A lick is still a lick

By Peppermint Patti

JOTR Columnist

I like to play with their heads, Sophie, to the extent that two-leggers can be said to have heads.

Hah!

Overstatement?

I don’t think so.

I’m not saying two-leggers lack intelligence, exactly. On occasion, they can display a certain kind of smarts. It’s just that sometimes, in the heat of things, they seem to lose their common sense.

I didn’t come to the chain-link to air all my grievances against two-leggers, of which I have many. But as long as we’ve broached it, I have to say that my own two-leggers can be terribly frustrating in the brains department.

Sometimes, they just lose all training.

Believe me, Sophie, I have invested tons of time in teaching those two. I have them just about weaned from dumping their dishes directly into the plate-slosher. They understand that part of my franchise involves lapping two-legger dregs.

It took lot of whining and fake-growling to get this far, though.

The key, I’ve found, is letting two-leggers think they’ve trained the dog.

Very simple. They have it in their hairy heads that dogs should not be fed straight from the table.

Ridiculous, of course.

From a pragmatic point of view, I would have to agree. When two-legged walkers are around, at least.

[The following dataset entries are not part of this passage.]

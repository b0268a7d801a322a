//! Integrity verification and duplicate-create repair for the logs.
//!
//! Verification never stops at the first problem: every line of both logs
//! is decoded on its own and each failure becomes an [`IntegrityIssue`].
//! Replay stays tolerant of everything reported here; this module is how
//! operators find out about it.

use std::collections::{BTreeMap, BTreeSet};
use std::fs::{self, OpenOptions};
use std::io::{self, Read, Seek, SeekFrom, Write};
use std::path::PathBuf;

use crate::error::StoreError;
use crate::event::{decode_line, Event, LogFile};
use crate::graph::{find_violations, materialize_from_events, Violation};
use crate::lock::{FileLock, LockKind};
use crate::model::LinkType;
use crate::store::snapshot::{self, HEADS_LOCK};
use crate::store::EventLog;

/// Size and content hash of one log file.
#[derive(Debug, Clone, PartialEq, Eq)]
pub struct LogDigest {
    pub file: LogFile,
    pub byte_len: u64,
    /// `blake3:<lowercase hex>`.
    pub hash: String,
    pub events: usize,
}

#[derive(Debug, Clone, PartialEq, Eq)]
pub enum IntegrityIssue {
    /// More than one `IssueCreated` for the same id. `lines` are 1-based
    /// line numbers in `issues.jsonl`, in file order.
    DuplicateIssueId { id: String, lines: Vec<usize> },
    ParseFailure {
        file: LogFile,
        line: usize,
        reason: String,
    },
    /// A link whose endpoint was never created.
    DanglingLink {
        from: String,
        to: String,
        link_type: LinkType,
    },
    /// A patch or status change for an id that is never created.
    UnknownIssueEvent { id: String, line: usize },
    Invariant(Violation),
}

#[derive(Debug, Clone, PartialEq, Eq)]
pub struct IntegrityReport {
    pub logs: Vec<LogDigest>,
    pub issues: Vec<IntegrityIssue>,
}

impl IntegrityReport {
    #[must_use]
    pub fn is_healthy(&self) -> bool {
        self.issues.is_empty()
    }

    pub fn duplicates(&self) -> impl Iterator<Item = (&str, &[usize])> {
        self.issues.iter().filter_map(|issue| match issue {
            IntegrityIssue::DuplicateIssueId { id, lines } => Some((id.as_str(), lines.as_slice())),
            _ => None,
        })
    }
}

#[derive(Debug, Clone, PartialEq, Eq)]
pub struct RepairReport {
    /// `(id, line)` of every removed `IssueCreated`, line numbers as they
    /// were before the rewrite.
    pub removed: Vec<(String, usize)>,
    /// Copy of `issues.jsonl` taken before the rewrite, if one was needed.
    pub backup: Option<PathBuf>,
}

impl RepairReport {
    #[must_use]
    pub fn lines_removed(&self) -> usize {
        self.removed.len()
    }
}

/// Check both logs line by line.
///
/// # Errors
///
/// Only I/O failures; content problems are reported, not returned.
pub fn verify_integrity(log: &EventLog) -> Result<IntegrityReport, StoreError> {
    let mut issues = Vec::new();
    let mut logs = Vec::new();
    let mut events = Vec::new();
    let mut created_lines: BTreeMap<String, Vec<usize>> = BTreeMap::new();
    let mut touched: Vec<(String, usize)> = Vec::new();

    for file in LogFile::ALL {
        let path = log.path(file);
        let bytes = match fs::read(&path) {
            Ok(bytes) => bytes,
            Err(e) if e.kind() == io::ErrorKind::NotFound => Vec::new(),
            Err(e) => return Err(StoreError::from_io(&e, &path, "read")),
        };
        let text = String::from_utf8_lossy(&bytes);
        let mut parsed = 0;

        for (idx, raw) in text.lines().enumerate() {
            let line = idx + 1;
            if raw.trim().is_empty() {
                continue;
            }
            let event = match decode_line(&path, line, raw) {
                Ok(event) => event,
                Err(err) => {
                    let reason = match err {
                        StoreError::Parse { reason, .. } => reason,
                        other => other.to_string(),
                    };
                    issues.push(IntegrityIssue::ParseFailure { file, line, reason });
                    continue;
                }
            };
            parsed += 1;
            match &event {
                Event::IssueCreated { issue } => {
                    created_lines.entry(issue.id.clone()).or_default().push(line);
                }
                Event::IssuePatched { id, .. } | Event::IssueStatusSet { id, .. } => {
                    touched.push((id.clone(), line));
                }
                Event::LinkAdded { .. } | Event::LinkRemoved { .. } => {}
            }
            events.push(event);
        }

        logs.push(LogDigest {
            file,
            byte_len: bytes.len() as u64,
            hash: format!("blake3:{}", blake3::hash(&bytes).to_hex()),
            events: parsed,
        });
    }

    for (id, lines) in &created_lines {
        if lines.len() > 1 {
            issues.push(IntegrityIssue::DuplicateIssueId {
                id: id.clone(),
                lines: lines.clone(),
            });
        }
    }
    for (id, line) in touched {
        if !created_lines.contains_key(&id) {
            issues.push(IntegrityIssue::UnknownIssueEvent { id, line });
        }
    }

    let state = materialize_from_events(&events);
    for link in state.links() {
        if state.issue(&link.from).is_none() || state.issue(&link.to).is_none() {
            issues.push(IntegrityIssue::DanglingLink {
                from: link.from.clone(),
                to: link.to.clone(),
                link_type: link.link_type,
            });
        }
    }
    issues.extend(find_violations(&state).into_iter().map(IntegrityIssue::Invariant));

    tracing::info!(
        events = events.len(),
        problems = issues.len(),
        "verified log integrity"
    );
    Ok(IntegrityReport { logs, issues })
}

/// Remove every `IssueCreated` after the first for each id.
///
/// Runs under the exclusive append lock on `issues.jsonl` and, once a
/// duplicate is found, an exclusive `heads.lock` held until the rewrite is
/// done. The heads cache is invalidated before the log changes, so a
/// failure at any later step leaves a cold cache rather than one that
/// disagrees with the log. The original is copied to `issues.jsonl.bak`
/// before the rewrite. Lines that do not decode are kept verbatim.
///
/// # Errors
///
/// [`StoreError::LockTimeout`] if a writer holds the log or readers hold
/// `heads.lock`; the log is untouched in both cases. Classified I/O
/// failures otherwise.
pub fn repair(log: &EventLog) -> Result<RepairReport, StoreError> {
    let path = log.path(LogFile::Issues);
    let file = match OpenOptions::new().read(true).write(true).open(&path) {
        Ok(file) => file,
        Err(e) if e.kind() == io::ErrorKind::NotFound => {
            return Ok(RepairReport {
                removed: Vec::new(),
                backup: None,
            });
        }
        Err(e) => return Err(StoreError::from_io(&e, &path, "open for repair")),
    };
    let guard = FileLock::lock(file, &path, log.lock_timeout(), LockKind::Exclusive)?;
    let mut handle = guard.file();

    let mut content = String::new();
    handle
        .seek(SeekFrom::Start(0))
        .and_then(|_| handle.read_to_string(&mut content))
        .map_err(|e| StoreError::from_io(&e, &path, "read"))?;

    let mut seen: BTreeSet<String> = BTreeSet::new();
    let mut removed = Vec::new();
    let mut kept = String::with_capacity(content.len());
    for (idx, raw) in content.split_inclusive('\n').enumerate() {
        let line = idx + 1;
        let body = raw.trim_end_matches('\n');
        if let Ok(Event::IssueCreated { issue }) = decode_line(&path, line, body) {
            if !seen.insert(issue.id.clone()) {
                removed.push((issue.id, line));
                continue;
            }
        }
        kept.push_str(raw);
    }

    if removed.is_empty() {
        return Ok(RepairReport {
            removed,
            backup: None,
        });
    }

    let heads_lock = FileLock::acquire(
        &log.root().join(HEADS_LOCK),
        log.lock_timeout(),
        LockKind::Exclusive,
    )?;
    snapshot::invalidate(log.root())?;

    let mut backup = path.clone().into_os_string();
    backup.push(".bak");
    let backup = PathBuf::from(backup);
    fs::write(&backup, content.as_bytes())
        .map_err(|e| StoreError::from_io(&e, &backup, "write backup"))?;

    handle
        .set_len(0)
        .and_then(|()| handle.seek(SeekFrom::Start(0)))
        .and_then(|_| handle.write_all(kept.as_bytes()))
        .and_then(|()| handle.sync_all())
        .map_err(|e| StoreError::from_io(&e, &path, "rewrite"))?;
    drop(heads_lock);
    drop(guard);

    tracing::info!(
        removed = removed.len(),
        backup = %backup.display(),
        "repaired duplicate issue creates"
    );
    Ok(RepairReport {
        removed,
        backup: Some(backup),
    })
}
//! Advisory file locks with bounded waits.
//!
//! Appends take an exclusive lock on the log file they write to. Materialize
//! takes a shared lock on a dedicated lock file, but only on a best-effort
//! basis: [`ReadLock::Skipped`] records why the read went ahead unlocked.

use crate::error::StoreError;
use fs2::FileExt;
use std::{
    fs::{self, File, OpenOptions},
    path::{Path, PathBuf},
    thread,
    time::{Duration, Instant},
};

const POLL_INTERVAL: Duration = Duration::from_millis(10);

#[derive(Clone, Copy, Debug, PartialEq, Eq)]
pub enum LockKind {
    Shared,
    Exclusive,
}

/// RAII guard over a locked file handle. Unlocks on drop.
#[derive(Debug)]
pub struct FileLock {
    file: File,
    path: PathBuf,
    kind: LockKind,
}

impl FileLock {
    /// Open (creating if needed) a dedicated lock file and lock it.
    ///
    /// # Errors
    ///
    /// [`StoreError::LockTimeout`] when the lock is still held by someone else
    /// after `timeout`; an I/O classification otherwise.
    pub fn acquire(path: &Path, timeout: Duration, kind: LockKind) -> Result<Self, StoreError> {
        if let Some(parent) = path.parent() {
            fs::create_dir_all(parent)
                .map_err(|e| StoreError::from_io(&e, parent, "create directory"))?;
        }
        let file = OpenOptions::new()
            .create(true)
            .read(true)
            .write(true)
            .truncate(false)
            .open(path)
            .map_err(|e| StoreError::from_io(&e, path, "open lock file"))?;
        Self::lock(file, path, timeout, kind)
    }

    /// Lock an already-open handle, polling until `timeout` elapses.
    ///
    /// # Errors
    ///
    /// [`StoreError::LockTimeout`] if the lock cannot be taken in time.
    pub fn lock(
        file: File,
        path: &Path,
        timeout: Duration,
        kind: LockKind,
    ) -> Result<Self, StoreError> {
        let start = Instant::now();
        loop {
            // std's inherent `File::try_lock*` shadows fs2 on newer
            // toolchains and returns a different error type.
            let attempt = match kind {
                LockKind::Shared => FileExt::try_lock_shared(&file),
                LockKind::Exclusive => FileExt::try_lock_exclusive(&file),
            };

            if attempt.is_ok() {
                return Ok(Self {
                    file,
                    path: path.to_path_buf(),
                    kind,
                });
            }

            if start.elapsed() >= timeout {
                return Err(StoreError::LockTimeout {
                    path: path.to_path_buf(),
                    timeout_ms: u64::try_from(timeout.as_millis()).unwrap_or(u64::MAX),
                });
            }

            thread::sleep(POLL_INTERVAL);
        }
    }

    /// The locked handle. Writes through it happen under the lock.
    pub const fn file(&self) -> &File {
        &self.file
    }

    pub fn path(&self) -> &Path {
        &self.path
    }

    pub const fn kind(&self) -> LockKind {
        self.kind
    }

    /// Explicitly release the lock. Release also happens automatically on drop.
    pub fn release(self) {
        drop(self);
    }
}

impl Drop for FileLock {
    fn drop(&mut self) {
        let _ = FileExt::unlock(&self.file);
    }
}

/// Outcome of the best-effort shared lock taken by materialize.
#[derive(Debug)]
pub enum ReadLock {
    Acquired(FileLock),
    Skipped { reason: String },
}

impl ReadLock {
    /// Try to take a shared lock on `path`. Failure never propagates; it is
    /// logged and reported as [`ReadLock::Skipped`].
    pub fn try_shared(path: &Path, timeout: Duration) -> Self {
        match FileLock::acquire(path, timeout, LockKind::Shared) {
            Ok(lock) => Self::Acquired(lock),
            Err(err) => {
                tracing::warn!(
                    path = %path.display(),
                    error = %err,
                    "read lock unavailable, materializing without it"
                );
                Self::Skipped {
                    reason: err.to_string(),
                }
            }
        }
    }

    pub const fn is_acquired(&self) -> bool {
        matches!(self, Self::Acquired(_))
    }
}
use std::fmt;
use std::io;
use std::path::{Path, PathBuf};

/// Machine-readable error codes for agent-friendly decision making.
#[derive(Debug, Clone, Copy, PartialEq, Eq, Hash)]
pub enum ErrorCode {
    ConfigParseError,
    IssueNotFound,
    InvalidEvent,
    SelfLink,
    EventParseFailed,
    DiskFull,
    PermissionDenied,
    LockContention,
    CorruptLog,
}

impl ErrorCode {
    /// Stable code identifier (`E####`) for machine parsing.
    #[must_use]
    pub const fn code(self) -> &'static str {
        match self {
            Self::ConfigParseError => "E1002",
            Self::IssueNotFound => "E2001",
            Self::InvalidEvent => "E2005",
            Self::SelfLink => "E2006",
            Self::EventParseFailed => "E3001",
            Self::CorruptLog => "E3003",
            Self::DiskFull => "E5001",
            Self::LockContention => "E5002",
            Self::PermissionDenied => "E5003",
        }
    }

    /// Short human-facing summary for logs and terminal output.
    #[must_use]
    pub const fn message(self) -> &'static str {
        match self {
            Self::ConfigParseError => "Config file parse error",
            Self::IssueNotFound => "Issue not found",
            Self::InvalidEvent => "Event rejected by validation",
            Self::SelfLink => "Link endpoints are identical",
            Self::EventParseFailed => "Event log line could not be parsed",
            Self::CorruptLog => "Event log or snapshot is corrupt",
            Self::DiskFull => "Disk full",
            Self::LockContention => "Lock contention",
            Self::PermissionDenied => "Permission denied",
        }
    }

    /// Optional remediation hint that can be surfaced to operators and agents.
    #[must_use]
    pub const fn hint(self) -> Option<&'static str> {
        match self {
            Self::ConfigParseError => Some("Fix syntax in config.toml and retry."),
            Self::IssueNotFound | Self::InvalidEvent => None,
            Self::SelfLink => Some("Links must connect two different issues."),
            Self::EventParseFailed => {
                Some("Run integrity verification to locate the bad line, then repair the log.")
            }
            Self::CorruptLog => Some("Run integrity verification; delete heads.json to force a full replay."),
            Self::DiskFull => Some("Free disk space and retry."),
            Self::LockContention => Some("Retry after the other writer releases its lock."),
            Self::PermissionDenied => Some("Check file ownership and write permissions."),
        }
    }
}

impl fmt::Display for ErrorCode {
    fn fmt(&self, f: &mut fmt::Formatter<'_>) -> fmt::Result {
        write!(f, "{}", self.code())
    }
}

/// Errors surfaced by the log stores.
///
/// Every store operation returns this type; nothing panics across the store
/// boundary.
#[derive(Debug, thiserror::Error)]
pub enum StoreError {
    #[error("disk full while writing {}", .path.display())]
    DiskFull { path: PathBuf },

    #[error("permission denied: cannot {operation} {}", .path.display())]
    PermissionDenied { path: PathBuf, operation: String },

    #[error("{}:{line}: {reason} (line: {content:?})", .path.display())]
    Parse {
        path: PathBuf,
        line: usize,
        content: String,
        reason: String,
    },

    #[error("lock on {} timed out after {timeout_ms}ms", .path.display())]
    LockTimeout { path: PathBuf, timeout_ms: u64 },

    #[error("corruption in {}: {reason}", .path.display())]
    Corruption { path: PathBuf, reason: String },

    #[error("event rejected: {reason}")]
    Invalid { reason: String },
}

impl StoreError {
    /// Classify an I/O failure on `path` into the store taxonomy.
    pub fn from_io(err: &io::Error, path: &Path, operation: &str) -> Self {
        match err.kind() {
            io::ErrorKind::PermissionDenied => Self::PermissionDenied {
                path: path.to_path_buf(),
                operation: operation.to_string(),
            },
            io::ErrorKind::StorageFull => Self::DiskFull {
                path: path.to_path_buf(),
            },
            _ if err.raw_os_error() == Some(ENOSPC) => Self::DiskFull {
                path: path.to_path_buf(),
            },
            _ => Self::Corruption {
                path: path.to_path_buf(),
                reason: format!("{operation} failed: {err}"),
            },
        }
    }

    /// Machine-readable code associated with this error.
    #[must_use]
    pub const fn code(&self) -> ErrorCode {
        match self {
            Self::DiskFull { .. } => ErrorCode::DiskFull,
            Self::PermissionDenied { .. } => ErrorCode::PermissionDenied,
            Self::Parse { .. } => ErrorCode::EventParseFailed,
            Self::LockTimeout { .. } => ErrorCode::LockContention,
            Self::Corruption { .. } => ErrorCode::CorruptLog,
            Self::Invalid { .. } => ErrorCode::InvalidEvent,
        }
    }

    /// Optional remediation hint for operators and agents.
    #[must_use]
    pub const fn hint(&self) -> Option<&'static str> {
        self.code().hint()
    }

    /// Only lock contention is worth retrying without operator action.
    #[must_use]
    pub const fn is_retryable(&self) -> bool {
        matches!(self, Self::LockTimeout { .. })
    }
}

const ENOSPC: i32 = 28;
//! tangle-core: an embeddable, event-sourced dependency-graph store.
//!
//! Issues and the links between them are recorded as immutable events in
//! two append-only JSON-lines files and replayed into an in-memory
//! [`graph::GraphState`]. There is no server: every process that opens the
//! directory reads and writes the files directly, coordinated by advisory
//! file locks.
//!
//! # Layout
//!
//! - [`model`], [`event`]: the data types and their line format.
//! - [`graph`]: pure replay, secondary indexes and invariant checks.
//! - [`store`]: the append path plus the full-replay and incremental
//!   ("heads") read strategies.
//! - [`verify`]: integrity reports and duplicate-create repair.
//! - [`repo`]: the embedding API most callers want.
//!
//! # Conventions
//!
//! - **Errors**: [`error::StoreError`] below the repository, [`repo::RepoError`]
//!   above it; `anyhow` only at the config boundary.
//! - **Logging**: `tracing` macros with structured fields. The library never
//!   installs a subscriber.

pub mod cache;
pub mod config;
pub mod error;
pub mod event;
pub mod graph;
pub mod lock;
pub mod model;
pub mod repo;
pub mod store;
pub mod verify;

pub use error::{ErrorCode, StoreError};
pub use repo::{NewIssue, RepoError, Repository};
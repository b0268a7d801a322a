//! The simple strategy: read everything, every time.

use std::collections::BTreeSet;

use super::log::EventLog;
use super::{IdLister, LogStore};
use crate::error::StoreError;
use crate::event::{Event, LogFile};
use crate::graph::{materialize_from_events, GraphState};

#[derive(Debug, Clone)]
pub struct FullReplayStore {
    log: EventLog,
}

impl FullReplayStore {
    pub const fn new(log: EventLog) -> Self {
        Self { log }
    }
}

impl LogStore for FullReplayStore {
    fn log(&self) -> &EventLog {
        &self.log
    }

    fn materialize(&self) -> Result<GraphState, StoreError> {
        let events = self.scan()?;
        tracing::debug!(events = events.len(), "full replay");
        Ok(materialize_from_events(&events))
    }

    fn as_id_lister(&self) -> Option<&dyn IdLister> {
        Some(self)
    }
}

impl IdLister for FullReplayStore {
    fn existing_ids(&self) -> Result<BTreeSet<String>, StoreError> {
        Ok(self
            .log
            .read_events(LogFile::Issues)?
            .into_iter()
            .filter_map(|event| match event {
                Event::IssueCreated { issue } => Some(issue.id),
                _ => None,
            })
            .collect())
    }
}

#[cfg(test)]
mod tests {
    use super::*;
    use crate::model::{Issue, IssueKind, Link, LinkType, Status};
    use chrono::{TimeZone, Utc};
    use std::fs::OpenOptions;
    use std::io::Write;
    use std::time::Duration;
    use tempfile::TempDir;

    fn created(id: &str) -> Event {
        let ts = Utc.with_ymd_and_hms(2025, 10, 1, 0, 0, 0).unwrap();
        Event::IssueCreated {
            issue: Issue {
                id: id.into(),
                title: id.into(),
                body: None,
                kind: IssueKind::Feature,
                priority: 2,
                status: Status::Open,
                labels: vec![],
                created_at: ts,
                updated_at: ts,
                closed_at: None,
            },
        }
    }

    fn store(dir: &TempDir) -> FullReplayStore {
        FullReplayStore::new(EventLog::new(dir.path(), Duration::from_millis(100), false))
    }

    #[test]
    fn materialize_reflects_both_logs() -> Result<(), StoreError> {
        let dir = TempDir::new().unwrap();
        let store = store(&dir);
        store.append(&created("tg-aaaa"))?;
        store.append(&Event::LinkAdded {
            link: Link {
                from: "tg-aaaa".into(),
                to: "tg-bbbb".into(),
                link_type: LinkType::Blocks,
                created_at: Utc.with_ymd_and_hms(2025, 10, 1, 0, 1, 0).unwrap(),
            },
        })?;
        store.append(&created("tg-bbbb"))?;

        let state = store.materialize()?;
        assert_eq!(state.issue_count(), 2);
        assert_eq!(state.blockers_of("tg-bbbb").collect::<Vec<_>>(), vec!["tg-aaaa"]);
        assert_eq!(store.scan()?.len(), 3);
        Ok(())
    }

    #[test]
    fn existing_ids_come_from_creates_only() -> Result<(), StoreError> {
        let dir = TempDir::new().unwrap();
        let store = store(&dir);
        store.append(&created("tg-aaaa"))?;
        store.append(&Event::IssueStatusSet {
            id: "tg-zzzz".into(),
            status: Status::Done,
            at: Utc.with_ymd_and_hms(2025, 10, 2, 0, 0, 0).unwrap(),
        })?;

        let lister = store.as_id_lister().expect("full store lists ids");
        assert_eq!(
            lister.existing_ids()?,
            BTreeSet::from(["tg-aaaa".to_string()])
        );
        Ok(())
    }

    #[test]
    fn bad_line_aborts_scan() {
        let dir = TempDir::new().unwrap();
        let store = store(&dir);
        store.append(&created("tg-aaaa")).unwrap();
        let mut file = OpenOptions::new()
            .append(true)
            .open(dir.path().join("issues.jsonl"))
            .unwrap();
        file.write_all(b"{\"event\":\"IssueCreated\"}\n").unwrap();

        let err = store.materialize().unwrap_err();
        assert!(matches!(err, StoreError::Parse { line: 2, .. }));
    }
}
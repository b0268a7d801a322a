//! The materialized projection of the log.

use std::collections::BTreeMap;

use crate::model::{Issue, Link, LinkType};

/// Issues keyed by id plus both directions of the adjacency.
///
/// `outgoing` is keyed by the link source, `incoming` by the link target.
/// Link endpoints are not required to exist in `issues`: replay keeps edges
/// that reference issues it has not seen, and integrity checks report them.
///
/// Values are only ever produced by the materializer; once handed to a
/// caller they are not changed again.
#[derive(Debug, Clone, Default, PartialEq, Eq)]
pub struct GraphState {
    pub(crate) issues: BTreeMap<String, Issue>,
    pub(crate) outgoing: BTreeMap<String, Vec<Link>>,
    pub(crate) incoming: BTreeMap<String, Vec<Link>>,
}

impl GraphState {
    #[must_use]
    pub fn new() -> Self {
        Self::default()
    }

    /// Reassemble a state from its three mappings, e.g. after loading a
    /// snapshot.
    #[must_use]
    pub const fn from_parts(
        issues: BTreeMap<String, Issue>,
        outgoing: BTreeMap<String, Vec<Link>>,
        incoming: BTreeMap<String, Vec<Link>>,
    ) -> Self {
        Self {
            issues,
            outgoing,
            incoming,
        }
    }

    pub const fn issues(&self) -> &BTreeMap<String, Issue> {
        &self.issues
    }

    pub const fn outgoing_map(&self) -> &BTreeMap<String, Vec<Link>> {
        &self.outgoing
    }

    pub const fn incoming_map(&self) -> &BTreeMap<String, Vec<Link>> {
        &self.incoming
    }

    #[must_use]
    pub fn issue(&self, id: &str) -> Option<&Issue> {
        self.issues.get(id)
    }

    /// Links whose source is `id`.
    #[must_use]
    pub fn outgoing(&self, id: &str) -> &[Link] {
        self.outgoing.get(id).map_or(&[][..], Vec::as_slice)
    }

    /// Links whose target is `id`.
    #[must_use]
    pub fn incoming(&self, id: &str) -> &[Link] {
        self.incoming.get(id).map_or(&[][..], Vec::as_slice)
    }

    /// Sources of `blocks` edges pointing at `id`.
    pub fn blockers_of<'a>(&'a self, id: &str) -> impl Iterator<Item = &'a str> + use<'a> {
        self.incoming(id)
            .iter()
            .filter(|l| l.link_type == LinkType::Blocks)
            .map(|l| l.from.as_str())
    }

    /// Targets of `parent-child` edges leaving `id`.
    pub fn children_of<'a>(&'a self, id: &str) -> impl Iterator<Item = &'a str> + use<'a> {
        self.outgoing(id)
            .iter()
            .filter(|l| l.link_type == LinkType::ParentChild)
            .map(|l| l.to.as_str())
    }

    /// Every link, in source order.
    pub fn links(&self) -> impl Iterator<Item = &Link> {
        self.outgoing.values().flatten()
    }

    #[must_use]
    pub fn issue_count(&self) -> usize {
        self.issues.len()
    }

    #[must_use]
    pub fn link_count(&self) -> usize {
        self.outgoing.values().map(Vec::len).sum()
    }

    #[must_use]
    pub fn is_empty(&self) -> bool {
        self.issues.is_empty() && self.outgoing.is_empty()
    }
}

A dog can get herself in a heap of trouble, as I well know, being discovered four-square on the dining room table licking the last flecks of yellow off the butter dish.

My two-leggers get all trembly and white-faced when they catch me, so to speak, in flagrante delicious.

Believe me, the butter part of pallor is discretion, Sophie, and in that butter part I have often saved my hide.

There is a myth current among two-leggers that dogs should not be fed from the table. Very well, we work around that fable. We train them to put their unwashed plates with potato flecks and beef oil and key lime pie on the floor some distance from the dining room table. We do this by making all kinds of noise by the table till they hit on the idea, which they consider original, of “training” us to lick plates in the kitchen.

They believe they have solved a problem, and if that makes them happy, fine with me.

What difference does it make where I find a plate, so long as I get to slurp it?

A lick is still a lick, Sophie, as lime goes by.